Complying with state authorization rules could cost $143,000 per college or university, according to a WICHE survey of 230 institutions.
Colleges and universities must already comply with state regulations, so tying in federal financial aid is seen by some college leaders as adding an unnecessary burden to an already burdensome process.
And they aren’t alone. In February 2012, the U.S. House of Representatives voted to eliminate state authorization rules in a rare bipartisan vote.
In a November interview with eCampus News, John Ebersole, president of Excelsior College, one of the country’s oldest institutions to offer distance learning courses, said such regulations can be hurdles for innovation in education.
“This is the most intrusive Department of Education in the history of our education system,” Ebersole said. “And I believe they think there’s no problem that can’t be solved with a good regulation.”
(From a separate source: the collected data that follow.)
//! Identity resolution: decides whether an external ID is registered,
//! allowed to sign up, or unknown.

use std::sync::Arc;

use shared::identifiers::normalize_external_id;
use tracing::debug;

use super::error::AuthError;
use crate::models::{IdentityResolution, IdentityStatus, RoleTable};
use crate::stores::{CredentialStore, IdentityDirectory};

pub(crate) const EXTERNAL_ID_REQUIRED: &str = "External ID is required";
pub(crate) const INVALID_ID_FORMAT: &str = "Invalid ID format";

/// Normalizes an ID or fails with [`AuthError::InvalidInput`].
pub(crate) fn require_external_id(raw: &str) -> Result<String, AuthError> {
    normalize_external_id(raw)
        .ok_or_else(|| AuthError::InvalidInput(EXTERNAL_ID_REQUIRED.to_string()))
}

/// Resolves external IDs against the user store and the allow-lists.
#[derive(Clone)]
pub struct IdentityService {
    directory: Arc<dyn IdentityDirectory>,
    credentials: Arc<dyn CredentialStore>,
    roles: RoleTable,
}

impl IdentityService {
    pub fn new(
        directory: Arc<dyn IdentityDirectory>,
        credentials: Arc<dyn CredentialStore>,
        roles: RoleTable,
    ) -> Self {
        Self {
            directory,
            credentials,
            roles,
        }
    }

    /// Resolves a raw external ID.
    ///
    /// An existing account wins over whatever the allow-lists say. Otherwise
    /// the ID's prefix selects the allow-list to consult.
    pub async fn resolve(&self, raw_external_id: &str) -> Result<IdentityResolution, AuthError> {
        let external_id = require_external_id(raw_external_id)?;

        if let Some(user) = self.credentials.find_by_external_id(&external_id).await? {
            debug!(external_id = %external_id, "Identity already registered");
            return Ok(IdentityResolution {
                status: IdentityStatus::Registered,
                email: user.email,
                role: user.role,
            });
        }

        let role = self
            .roles
            .classify(&external_id)
            .ok_or_else(|| AuthError::InvalidInput(INVALID_ID_FORMAT.to_string()))?;

        match self.directory.find_entry(role, &external_id).await? {
            Some(entry) => Ok(IdentityResolution {
                status: IdentityStatus::Allowed,
                email: entry.email,
                role,
            }),
            None => Err(AuthError::NotFound(format!(
                "{} ID not found in records",
                role.label()
            ))),
        }
    }
}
The original federal regulations were not vacated on these grounds, however, but rather because the language “was not included in previous negotiated rulemaking or public comment processes,” according to Poulin. The court upheld the Department of Education’s right to issue the regulation.
As the department is now allowing for public comment, there will be little standing between the regulations and re-authorization. Poulin said, like it or not, it’s time for institutions to start complying with state authorizations.
“When that deadline comes, the states aren’t going to feel any need to hurry your authorization up just because you waited,” he said. “They’re underfunded, under-staffed. Some institutions may end up being on the outside suddenly where they can’t get approved, and in states where they may already have quite a lot of students.”